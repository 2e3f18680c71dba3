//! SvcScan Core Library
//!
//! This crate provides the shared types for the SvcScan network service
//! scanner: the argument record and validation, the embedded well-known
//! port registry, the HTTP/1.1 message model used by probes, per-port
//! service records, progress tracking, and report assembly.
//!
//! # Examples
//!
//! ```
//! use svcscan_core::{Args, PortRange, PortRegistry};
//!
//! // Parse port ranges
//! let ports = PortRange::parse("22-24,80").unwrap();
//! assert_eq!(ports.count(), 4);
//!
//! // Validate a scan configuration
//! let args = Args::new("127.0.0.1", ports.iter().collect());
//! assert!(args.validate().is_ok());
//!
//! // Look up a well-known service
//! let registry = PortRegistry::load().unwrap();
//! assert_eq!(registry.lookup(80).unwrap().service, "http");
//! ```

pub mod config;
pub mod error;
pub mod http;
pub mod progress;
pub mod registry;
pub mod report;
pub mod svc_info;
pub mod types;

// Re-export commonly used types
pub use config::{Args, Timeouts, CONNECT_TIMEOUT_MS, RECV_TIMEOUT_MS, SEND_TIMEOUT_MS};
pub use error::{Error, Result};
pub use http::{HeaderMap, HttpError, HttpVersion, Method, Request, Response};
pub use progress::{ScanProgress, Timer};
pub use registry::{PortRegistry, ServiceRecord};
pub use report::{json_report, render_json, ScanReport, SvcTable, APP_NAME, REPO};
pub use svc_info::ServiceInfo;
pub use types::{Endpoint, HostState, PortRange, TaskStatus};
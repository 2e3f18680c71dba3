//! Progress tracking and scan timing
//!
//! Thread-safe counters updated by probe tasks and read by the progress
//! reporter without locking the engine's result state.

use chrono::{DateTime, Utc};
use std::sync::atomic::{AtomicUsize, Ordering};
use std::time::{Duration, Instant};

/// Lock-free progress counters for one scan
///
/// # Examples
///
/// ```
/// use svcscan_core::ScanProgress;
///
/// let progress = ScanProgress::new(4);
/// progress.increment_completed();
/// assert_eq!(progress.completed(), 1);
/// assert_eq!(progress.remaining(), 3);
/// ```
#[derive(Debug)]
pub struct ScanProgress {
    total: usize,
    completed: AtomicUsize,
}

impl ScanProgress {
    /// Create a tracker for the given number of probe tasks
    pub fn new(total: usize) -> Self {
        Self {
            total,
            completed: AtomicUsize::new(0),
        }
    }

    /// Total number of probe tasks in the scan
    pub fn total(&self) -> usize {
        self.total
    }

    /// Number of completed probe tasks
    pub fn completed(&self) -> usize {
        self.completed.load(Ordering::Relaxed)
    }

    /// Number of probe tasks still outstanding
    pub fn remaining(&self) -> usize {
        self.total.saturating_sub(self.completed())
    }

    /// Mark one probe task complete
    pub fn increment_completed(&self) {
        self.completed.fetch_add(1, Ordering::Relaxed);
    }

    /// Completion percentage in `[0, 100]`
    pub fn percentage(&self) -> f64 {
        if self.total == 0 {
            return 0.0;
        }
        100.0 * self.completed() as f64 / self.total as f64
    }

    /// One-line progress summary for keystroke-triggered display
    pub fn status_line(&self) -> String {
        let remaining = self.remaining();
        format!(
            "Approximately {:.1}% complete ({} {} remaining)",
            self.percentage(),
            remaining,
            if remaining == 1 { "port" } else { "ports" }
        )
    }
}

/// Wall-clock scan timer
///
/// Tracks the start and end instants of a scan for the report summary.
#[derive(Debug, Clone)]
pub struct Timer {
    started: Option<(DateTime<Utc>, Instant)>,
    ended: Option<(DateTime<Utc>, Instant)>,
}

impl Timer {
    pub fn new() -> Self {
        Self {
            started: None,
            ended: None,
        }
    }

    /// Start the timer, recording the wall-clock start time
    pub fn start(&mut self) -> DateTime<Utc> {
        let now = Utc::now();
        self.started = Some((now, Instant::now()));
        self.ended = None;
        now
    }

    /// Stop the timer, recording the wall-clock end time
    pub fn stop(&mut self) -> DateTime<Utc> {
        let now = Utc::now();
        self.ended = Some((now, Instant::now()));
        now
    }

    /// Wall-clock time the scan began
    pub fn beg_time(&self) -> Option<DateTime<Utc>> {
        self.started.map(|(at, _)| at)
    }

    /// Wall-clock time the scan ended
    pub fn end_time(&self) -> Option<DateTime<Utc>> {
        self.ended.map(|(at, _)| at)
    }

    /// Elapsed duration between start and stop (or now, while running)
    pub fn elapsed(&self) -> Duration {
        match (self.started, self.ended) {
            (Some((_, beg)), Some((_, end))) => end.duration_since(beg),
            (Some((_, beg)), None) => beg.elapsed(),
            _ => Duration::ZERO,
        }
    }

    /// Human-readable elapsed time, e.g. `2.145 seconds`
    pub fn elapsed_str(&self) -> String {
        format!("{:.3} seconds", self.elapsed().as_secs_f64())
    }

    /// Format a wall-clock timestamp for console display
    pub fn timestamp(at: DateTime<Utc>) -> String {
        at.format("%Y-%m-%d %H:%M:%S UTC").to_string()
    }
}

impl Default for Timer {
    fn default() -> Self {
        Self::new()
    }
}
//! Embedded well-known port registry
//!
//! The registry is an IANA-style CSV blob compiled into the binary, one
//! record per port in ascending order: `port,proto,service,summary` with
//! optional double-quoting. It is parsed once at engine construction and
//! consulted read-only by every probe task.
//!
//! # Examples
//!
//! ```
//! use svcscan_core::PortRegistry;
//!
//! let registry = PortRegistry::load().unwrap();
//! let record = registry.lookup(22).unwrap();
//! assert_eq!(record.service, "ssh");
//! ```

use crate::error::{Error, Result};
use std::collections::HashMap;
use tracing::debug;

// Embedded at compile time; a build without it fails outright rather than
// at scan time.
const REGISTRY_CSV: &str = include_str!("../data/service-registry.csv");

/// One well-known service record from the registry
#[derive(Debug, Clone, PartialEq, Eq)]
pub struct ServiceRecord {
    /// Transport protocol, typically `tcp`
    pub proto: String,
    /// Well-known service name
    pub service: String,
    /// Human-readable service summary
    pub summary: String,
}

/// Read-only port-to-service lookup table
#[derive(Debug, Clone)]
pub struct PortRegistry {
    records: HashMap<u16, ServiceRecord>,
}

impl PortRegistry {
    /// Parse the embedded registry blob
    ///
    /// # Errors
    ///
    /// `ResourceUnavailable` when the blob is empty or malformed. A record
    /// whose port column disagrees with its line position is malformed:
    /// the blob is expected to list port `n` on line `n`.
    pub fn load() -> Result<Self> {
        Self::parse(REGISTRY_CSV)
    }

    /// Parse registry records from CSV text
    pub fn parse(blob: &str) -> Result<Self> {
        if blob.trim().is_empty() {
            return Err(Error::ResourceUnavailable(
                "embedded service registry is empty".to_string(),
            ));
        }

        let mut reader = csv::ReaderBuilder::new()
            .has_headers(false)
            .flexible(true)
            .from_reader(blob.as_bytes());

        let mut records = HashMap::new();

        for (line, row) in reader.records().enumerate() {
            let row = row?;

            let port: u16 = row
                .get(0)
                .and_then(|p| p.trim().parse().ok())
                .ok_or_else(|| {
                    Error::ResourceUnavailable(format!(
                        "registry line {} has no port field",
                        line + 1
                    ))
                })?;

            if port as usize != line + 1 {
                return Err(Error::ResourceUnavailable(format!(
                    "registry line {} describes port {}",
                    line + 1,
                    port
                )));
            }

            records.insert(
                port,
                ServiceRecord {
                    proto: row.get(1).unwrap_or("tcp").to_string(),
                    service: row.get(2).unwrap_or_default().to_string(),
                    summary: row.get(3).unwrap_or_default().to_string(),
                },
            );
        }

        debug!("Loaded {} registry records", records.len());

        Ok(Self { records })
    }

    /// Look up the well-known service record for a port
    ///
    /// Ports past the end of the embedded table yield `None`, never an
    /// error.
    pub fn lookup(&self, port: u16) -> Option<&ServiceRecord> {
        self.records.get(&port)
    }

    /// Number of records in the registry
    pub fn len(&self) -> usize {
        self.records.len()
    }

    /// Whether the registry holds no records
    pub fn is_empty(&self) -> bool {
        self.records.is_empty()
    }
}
-=-=-
- Task goal -
The string "started" marks the lines to return from the material. Copy each one.

- Exercise answer -
    started: Option<(DateTime<Utc>, Instant)>,
            started: None,
        self.started = Some((now, Instant::now()));
        self.started.map(|(at, _)| at)
        match (self.started, self.ended) {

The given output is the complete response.